| From: | Scott Marlowe <scott(dot)marlowe(at)gmail(dot)com> |
|---|---|
| To: | Tyson Maly <tvmaly(at)yahoo(dot)com> |
| Cc: | "pgsql-general(at)postgresql(dot)org" <pgsql-general(at)postgresql(dot)org> |
| Subject: | Re: question on most efficient way to increment a column |
| Date: | 2013-05-09 02:10:12 |
| Message-ID: | CAOR=d=3=p++p9u7B+s23U64hA-5x19uy=YeD+7HDQJL9rJdG3Q@mail.gmail.com |
| Views: | Whole Thread | Raw Message | Download mbox | Resend email |
| Thread: | |
| Lists: | pgsql-general |
How often are these updated?
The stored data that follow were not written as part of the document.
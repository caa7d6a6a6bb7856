//! Turning authenticators into wire values and back.

#[cfg(feature = "jwt")]
mod jwt;

use std::sync::Arc;

use serde::Serialize;
use serde::de::DeserializeOwned;

use crate::authenticator::Authenticator;
use crate::crypto::{Crypter, Signer};
use crate::error::{BoxError, CodecError};
use crate::repository::AuthenticatorRepository;
use crate::types::AuthenticatorId;

#[cfg(feature = "jwt")]
pub use jwt::JwtCodec;

/// `sign(encrypt(json))` and its inverse.
///
/// Decoding checks each layer in turn and reports the first that fails:
/// the signature, then the encoding, then the JSON structure.
#[derive(Clone)]
pub struct SignedJsonCodec {
    signer: Arc<dyn Signer>,
    crypter: Arc<dyn Crypter>,
}

impl std::fmt::Debug for SignedJsonCodec {
    fn fmt(&self, f: &mut std::fmt::Formatter<'_>) -> std::fmt::Result {
        f.debug_struct("SignedJsonCodec").finish_non_exhaustive()
    }
}

impl SignedJsonCodec {
    #[must_use]
    pub fn new(signer: Arc<dyn Signer>, crypter: Arc<dyn Crypter>) -> Self {
        Self { signer, crypter }
    }

    /// # Errors
    ///
    /// Returns [`CodecError`] if the value cannot be serialized or encoded.
    pub fn serialize<T: Serialize>(&self, value: &T) -> Result<String, CodecError> {
        let json =
            serde_json::to_string(value).map_err(|e| CodecError::InvalidFormat(e.to_string()))?;
        Ok(self.signer.sign(&self.crypter.encrypt(&json)?))
    }

    /// # Errors
    ///
    /// - [`CodecError::InvalidSignature`] if the value was not signed by a
    ///   matching signer, or was altered
    /// - [`CodecError::InvalidEncoding`] if the signed payload cannot be
    ///   decoded
    /// - [`CodecError::InvalidFormat`] if the decoded JSON has the wrong shape
    pub fn unserialize<T: DeserializeOwned>(&self, raw: &str) -> Result<T, CodecError> {
        let encoded = self.signer.extract(raw)?;
        let json = self.crypter.decrypt(&encoded)?;
        serde_json::from_str(&json).map_err(|e| CodecError::InvalidFormat(e.to_string()))
    }
}

/// Why a carrier value could not be turned back into an authenticator.
#[derive(Debug)]
pub(crate) enum DecodeError {
    /// The value itself is bad. Treated as "not logged in".
    Codec(CodecError),
    /// The store could not be consulted.
    Repository(BoxError),
}

/// How a carrier keeps its authenticators: in a repository, with the ID as
/// the wire value, or entirely inside a signed wire value.
pub enum AuthenticatorCodec<A: Authenticator> {
    StoreBacked(Arc<dyn AuthenticatorRepository<A>>),
    SelfContained(SignedJsonCodec),
}

impl<A: Authenticator> Clone for AuthenticatorCodec<A> {
    fn clone(&self) -> Self {
        match self {
            Self::StoreBacked(repository) => Self::StoreBacked(Arc::clone(repository)),
            Self::SelfContained(codec) => Self::SelfContained(codec.clone()),
        }
    }
}

impl<A: Authenticator> std::fmt::Debug for AuthenticatorCodec<A> {
    fn fmt(&self, f: &mut std::fmt::Formatter<'_>) -> std::fmt::Result {
        match self {
            Self::StoreBacked(_) => f.write_str("StoreBacked"),
            Self::SelfContained(_) => f.write_str("SelfContained"),
        }
    }
}

impl<A> AuthenticatorCodec<A>
where
    A: Authenticator + Serialize + DeserializeOwned,
{
    #[must_use]
    pub fn store_backed(repository: Arc<dyn AuthenticatorRepository<A>>) -> Self {
        Self::StoreBacked(repository)
    }

    #[must_use]
    pub fn self_contained(signer: Arc<dyn Signer>, crypter: Arc<dyn Crypter>) -> Self {
        Self::SelfContained(SignedJsonCodec::new(signer, crypter))
    }

    pub(crate) async fn decode(&self, raw: &str) -> Result<Option<A>, DecodeError> {
        match self {
            Self::StoreBacked(repository) => repository
                .find(&AuthenticatorId::from(raw))
                .await
                .map_err(DecodeError::Repository),
            Self::SelfContained(codec) => codec.unserialize(raw).map(Some).map_err(DecodeError::Codec),
        }
    }

    /// Persists a new authenticator (store-backed) and returns its wire value.
    pub(crate) async fn encode(&self, authenticator: &A) -> Result<String, BoxError> {
        match self {
            Self::StoreBacked(repository) => {
                let stored = repository.add(authenticator.clone()).await?;
                Ok(stored.id().to_string())
            }
            Self::SelfContained(codec) => Ok(codec.serialize(authenticator)?),
        }
    }

    /// Writes back a touched authenticator. Returns the new wire value when
    /// the value itself changed.
    pub(crate) async fn persist_update(&self, authenticator: &A) -> Result<Option<String>, BoxError> {
        match self {
            Self::StoreBacked(repository) => {
                repository.update(authenticator.clone()).await?;
                Ok(None)
            }
            Self::SelfContained(codec) => Ok(Some(codec.serialize(authenticator)?)),
        }
    }

    /// Self-contained values cannot be revoked server-side; dropping them
    /// from the client is all there is.
    pub(crate) async fn revoke(&self, id: &AuthenticatorId) -> Result<(), BoxError> {
        match self {
            Self::StoreBacked(repository) => repository.remove(id).await,
            Self::SelfContained(_) => Ok(()),
        }
    }
}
Once an hour, once a minute, once a
second, a thousand times a second?
If it's not more than once a second I would look at eager materialized
views as a possibility for handing this.
http://tech.jonathangardner.net/wiki/PostgreSQL/Materialized_Views#Eager_Materialized_View
On Wed, May 8, 2013 at 7:45 AM, Tyson Maly <tvmaly(at)yahoo(dot)com> wrote:
> If I have a simple table with an id as a primary key that is a serial column
> and a column to keep track of a total_count for a particular id, what method
> would provide the fastest way to increment the total_count in the shortest
> amount of time and minimize any locking?
>
> id serial
> total_count integer
>
> Best regards,
>
> Ty
>
--
To understand recursion, one must first understand recursion.